Minister Tzachi Hanegbi cautioned that this is a first step in a process that could take years.
By Batya Jerenberg, World Israel News
The government will take the first step toward legalizing the status of dozens of settlements in Judea and Samaria by passing a formal decision on the matter very soon, Settlement Affairs Minister Tzachi Hanegbi told the Knesset Wednesday.
“It is the duty of the Knesset and the government to take urgent action” regarding the communities that have been waiting for official authorization for years, Hanegbi said from the Knesset rostrum.
“The legal advisers who deal with this are of the opinion that regularizing normative life for those tens of thousands of residents requires a government decision that will define the young settlements as ‘settlements in the process of regularization,’” he said.
He informed the plenum that he will be formulating the text together with Blue and White minister Michael Biton, who is in charge of civilian affairs in the Defense Ministry.

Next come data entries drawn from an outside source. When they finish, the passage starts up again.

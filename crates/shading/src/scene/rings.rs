use glam::{Vec2, Vec3, Vec4};
use sceneconfig::{GuideTable, RingsTable, VariantKind};

use crate::math::{nonzero, smoothstep};
use crate::palette::Palette;
use crate::sdf::segment_distance;
use crate::uniforms::FrameUniforms;

use super::{finish, Evaluator};

/// Segment overlay added on top of the rings.
#[derive(Debug, Clone, Copy, PartialEq)]
pub struct GuideConfig {
    pub from: Vec2,
    pub to: Vec2,
    pub divisor: Vec3,
    pub time_exponent: f32,
}

impl From<&GuideTable> for GuideConfig {
    fn from(table: &GuideTable) -> Self {
        Self {
            from: Vec2::from_array(table.from),
            to: Vec2::from_array(table.to),
            divisor: Vec3::from_array(table.divisor),
            time_exponent: table.time_exponent,
        }
    }
}

#[derive(Debug, Clone, Copy, PartialEq)]
pub struct RingsConfig {
    pub offset: f32,
    pub radius: f32,
    pub lobes: f32,
    pub spin_rate: f32,
    pub edge: f32,
    pub guide: Option<GuideConfig>,
}

impl From<&RingsTable> for RingsConfig {
    fn from(table: &RingsTable) -> Self {
        Self {
            offset: table.offset,
            radius: table.radius,
            lobes: table.lobes,
            spin_rate: table.spin_rate,
            edge: table.edge,
            guide: table.guide.as_ref().map(GuideConfig::from),
        }
    }
}

impl Default for RingsConfig {
    fn default() -> Self {
        Self::from(&RingsTable::default())
    }
}

/// Two rings side by side, each masked by a lobed angular threshold that
/// spins with time, lit from below on the left and from above on the right.
#[derive(Debug, Clone)]
pub struct TwinRings {
    palette: Palette,
    config: RingsConfig,
}

impl TwinRings {
    pub fn new(palette: Palette, config: RingsConfig) -> Self {
        Self { palette, config }
    }

    /// Ring color before fade, for a coordinate already in screen space.
    pub(crate) fn shade(&self, uv: Vec2, time: f32) -> Vec3 {
        let cfg = &self.config;

        let mut right = uv;
        let mut left = uv;
        right.x += cfg.offset;
        left.x -= cfg.offset;

        let d1 = ((right * 2.0).length() - cfg.radius).abs();
        let d2 = ((left * 2.0).length() - cfg.radius).abs();
        let color = self.palette.sample(d1);

        // Lobe angles are measured around the opposite ring's center.
        right.x -= 2.0 * cfg.offset;
        left.x += 2.0 * cfg.offset;

        let a1 = left.y.atan2(left.x) + time * cfg.spin_rate;
        let a2 = right.y.atan2(right.x) - time * cfg.spin_rate;

        let r1 = smoothstep(-0.5, 1.0, (a1 * cfg.lobes).cos()) * 0.2 + 0.4;
        let r2 = smoothstep(-0.5, 1.0, (a2 * cfg.lobes).cos()) * -0.2 + 0.6;

        let g1 = 1.0 - smoothstep(r1, r1 + cfg.edge, d1);
        let g2 = 1.0 - smoothstep(r2, r2 + cfg.edge, d2);

        let mut rgb = color * g1 * -right.y + color * g2 * left.y;

        if let Some(guide) = &cfg.guide {
            let line = segment_distance(uv, guide.from, guide.to);
            // Green's divisor is zero at time 0 and clamps to EPSILON, so the
            // overlay saturates green across the frame on the first frame.
            let mut divisor = guide.divisor;
            divisor.y *= time.abs().powf(guide.time_exponent);
            let divisor = Vec3::new(nonzero(divisor.x), nonzero(divisor.y), nonzero(divisor.z));
            rgb += Vec3::splat(line) / divisor;
        }

        rgb
    }
}

impl Default for TwinRings {
    fn default() -> Self {
        Self::new(Palette::TWIN_RINGS, RingsConfig::default())
    }
}

impl Evaluator for TwinRings {
    fn variant(&self) -> VariantKind {
        VariantKind::TwinRings
    }

    fn evaluate(&self, frag_coord: Vec2, uniforms: &FrameUniforms) -> Vec4 {
        let uv = uniforms.normalize(frag_coord);
        finish(self.shade(uv, uniforms.time), uniforms.fade)
    }
}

This would ensure that the proposal has the backing of both major parties in the coalition.
In contrast to his Knesset speech, however, Hanegbi told The Jerusalem Post that the whole process could take years and that he assumes that those opposed to the settlement enterprise would take the matter to the High Court of Justice to stop it.

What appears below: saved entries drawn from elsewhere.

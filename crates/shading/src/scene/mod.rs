//! Shading strategies behind a single evaluator interface.
//!
//! - `rings` renders two counter-rotating lobed rings, optionally with a
//!   segment guide overlay.
//! - `highlight` layers an additive rhombus term over the rings.
//! - `tunnel` folds the plane three times and multiplies a rhombus field, an
//!   uneven capsule field and a radial palette sample from the final fold.
//!
//! Evaluators are pure: the output depends only on the fragment coordinate and
//! the uniforms passed in, so a host may evaluate pixels in any order.

mod highlight;
mod rings;
mod tunnel;

use std::fmt;

use glam::{Vec2, Vec4};
use sceneconfig::VariantKind;

use crate::uniforms::{FrameUniforms, UniformSet};

pub use highlight::{Highlight, HighlightConfig};
pub use rings::{GuideConfig, RingsConfig, TwinRings};
pub use tunnel::{CapsuleShape, Tunnel, TunnelConfig, FOLD_ITERATIONS};

/// Vertex-stage shape a fragment stage was authored against.
#[derive(Debug, Clone, Copy, PartialEq, Eq)]
pub enum VertexLayout {
    /// Positions are already in clip space.
    Passthrough,
    /// Positions go through a projection and model-view matrix.
    Transformed,
}

impl fmt::Display for VertexLayout {
    fn fmt(&self, f: &mut fmt::Formatter<'_>) -> fmt::Result {
        f.write_str(match self {
            VertexLayout::Passthrough => "passthrough",
            VertexLayout::Transformed => "transformed",
        })
    }
}

/// Interface a fragment stage exposes to the linker.
#[derive(Debug, Clone, Copy, PartialEq, Eq)]
pub struct StageInterface {
    pub required: UniformSet,
    pub optional: UniformSet,
    pub vertex: VertexLayout,
}

impl StageInterface {
    pub fn for_variant(variant: VariantKind) -> Self {
        let base = UniformSet::RESOLUTION | UniformSet::TIME;
        match variant {
            VariantKind::TwinRings => Self {
                required: base,
                optional: UniformSet::FADE,
                vertex: VertexLayout::Passthrough,
            },
            VariantKind::Highlight => Self {
                required: base | UniformSet::FADE,
                optional: UniformSet::EMPTY,
                vertex: VertexLayout::Transformed,
            },
            VariantKind::Tunnel => Self {
                required: base,
                optional: UniformSet::MOUSE | UniformSet::FADE,
                vertex: VertexLayout::Transformed,
            },
        }
    }
}

/// A fragment stage: maps a pixel coordinate and frame uniforms to RGBA.
///
/// Alpha is always `1.0`.
pub trait Evaluator: Send + Sync {
    fn variant(&self) -> VariantKind;

    fn interface(&self) -> StageInterface {
        StageInterface::for_variant(self.variant())
    }

    fn evaluate(&self, frag_coord: Vec2, uniforms: &FrameUniforms) -> Vec4;
}

/// Scales `rgb` by the bound fade, if any, and attaches an opaque alpha.
pub(crate) fn finish(rgb: glam::Vec3, fade: Option<f32>) -> Vec4 {
    let rgb = match fade {
        Some(level) => rgb * level,
        None => rgb,
    };
    rgb.extend(1.0)
}

#[cfg(test)]
mod tests {
    use super::*;

    #[test]
    fn highlight_requires_fade() {
        let interface = StageInterface::for_variant(VariantKind::Highlight);
        assert!(interface.required.contains(UniformSet::FADE));
        assert_eq!(interface.vertex, VertexLayout::Transformed);
    }

    #[test]
    fn rings_take_passthrough_vertices() {
        let interface = StageInterface::for_variant(VariantKind::TwinRings);
        assert_eq!(interface.vertex, VertexLayout::Passthrough);
        assert!(!interface.required.contains(UniformSet::FADE));
        assert!(interface.optional.contains(UniformSet::FADE));
    }

    #[test]
    fn finish_keeps_alpha_opaque() {
        let color = finish(glam::Vec3::new(0.5, 1.0, 2.0), Some(0.5));
        assert_eq!(color, Vec4::new(0.25, 0.5, 1.0, 1.0));
        assert_eq!(finish(glam::Vec3::ONE, None).w, 1.0);
    }
}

Right-wing activists have been pressing the government for years to take the necessary steps so that the fledgling communities, called “illegal outposts” by the left wing and the international community, can enjoy proper electricity and water supply as well as physical security.
There are some 20,000 people living in approximately 70 such communities, many of which were established within the official boundaries of veteran settlements to stake out the maximum area allowed for each village. Others were set up in more isolated areas with the intent of establishing facts on the ground to foil the possibility of a Palestinian state in the region.
Hebron Hills Regional Council head Yochai Dimri agreed with the urgency that Hanegbi mentioned.
“Many families in the Hebron hills have been waiting years for regularization, and meanwhile are suffering from inadequate humanitarian infrastructure…. The Israeli government must take advantage of the window of time left in the Trump administration and bring about real change for the settlements,” he said.
Eliyahu Attia, the director of activities of the Young Settlements Forum, warned that voters would remember if the announcement does not actually lead to action.
“If this will turn into a campaign promise like [the non-removal of illegal village] Khan al Ahmar or sovereignty in the Jordan Valley, it will boomerang politically on [Prime Minister Benjamin] Netanyahu, so it must be done now. The time for promises is over,” he said.